== Extracted records

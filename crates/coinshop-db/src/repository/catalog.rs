//! # Catalog Repository
//!
//! Read access to the merch price list. Prices are reference data seeded by
//! migration; the engine only ever reads them.

use sqlx::SqlitePool;

use crate::error::DbResult;
use coinshop_core::CatalogItem;

/// Repository for catalog lookups.
#[derive(Debug, Clone)]
pub struct CatalogRepository {
    pool: SqlitePool,
}

impl CatalogRepository {
    /// Creates a new CatalogRepository.
    pub fn new(pool: SqlitePool) -> Self {
        CatalogRepository { pool }
    }

    /// Looks up an item by name. `None` means the item is not sold.
    pub async fn get(&self, name: &str) -> DbResult<Option<CatalogItem>> {
        let item = sqlx::query_as::<_, CatalogItem>(
            "SELECT name, price FROM catalog_items WHERE name = ?1",
        )
        .bind(name)
        .fetch_optional(&self.pool)
        .await?;

        Ok(item)
    }

    /// Lists every item, cheapest first.
    pub async fn list(&self) -> DbResult<Vec<CatalogItem>> {
        let items = sqlx::query_as::<_, CatalogItem>(
            "SELECT name, price FROM catalog_items ORDER BY price ASC, name ASC",
        )
        .fetch_all(&self.pool)
        .await?;

        Ok(items)
    }

    /// Inserts an item or replaces its price.
    pub async fn put(&self, item: &CatalogItem) -> DbResult<()> {
        sqlx::query(
            r#"
            INSERT INTO catalog_items (name, price)
            VALUES (?1, ?2)
            ON CONFLICT (name) DO UPDATE SET price = excluded.price
            "#,
        )
        .bind(&item.name)
        .bind(item.price)
        .execute(&self.pool)
        .await?;

        Ok(())
    }
}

====

* [What you have to do]:
Give back every line of the data exactly.

* [Completed task]:
filename crates/coinshop-db/src/repository/catalog.rs
//! # Catalog Repository
//!
//! Read access to the merch price list. Prices are reference data seeded by
//! migration; the engine only ever reads them.

use sqlx::SqlitePool;

use crate::error::DbResult;
use coinshop_core::CatalogItem;

/// Repository for catalog lookups.
#[derive(Debug, Clone)]
pub struct CatalogRepository {
    pool: SqlitePool,
}

impl CatalogRepository {
    /// Creates a new CatalogRepository.
    pub fn new(pool: SqlitePool) -> Self {
        CatalogRepository { pool }
    }

    /// Looks up an item by name. `None` means the item is not sold.
    pub async fn get(&self, name: &str) -> DbResult<Option<CatalogItem>> {
        let item = sqlx::query_as::<_, CatalogItem>(
            "SELECT name, price FROM catalog_items WHERE name = ?1",
        )
        .bind(name)
        .fetch_optional(&self.pool)
        .await?;

        Ok(item)
    }

    /// Lists every item, cheapest first.
    pub async fn list(&self) -> DbResult<Vec<CatalogItem>> {
        let items = sqlx::query_as::<_, CatalogItem>(
            "SELECT name, price FROM catalog_items ORDER BY price ASC, name ASC",
        )
        .fetch_all(&self.pool)
        .await?;

        Ok(items)
    }

    /// Inserts an item or replaces its price.
    pub async fn put(&self, item: &CatalogItem) -> DbResult<()> {
        sqlx::query(
            r#"
            INSERT INTO catalog_items (name, price)
            VALUES (?1, ?2)
            ON CONFLICT (name) DO UPDATE SET price = excluded.price
            "#,
        )
        .bind(&item.name)
        .bind(item.price)
        .execute(&self.pool)
        .await?;

        Ok(())
    }
}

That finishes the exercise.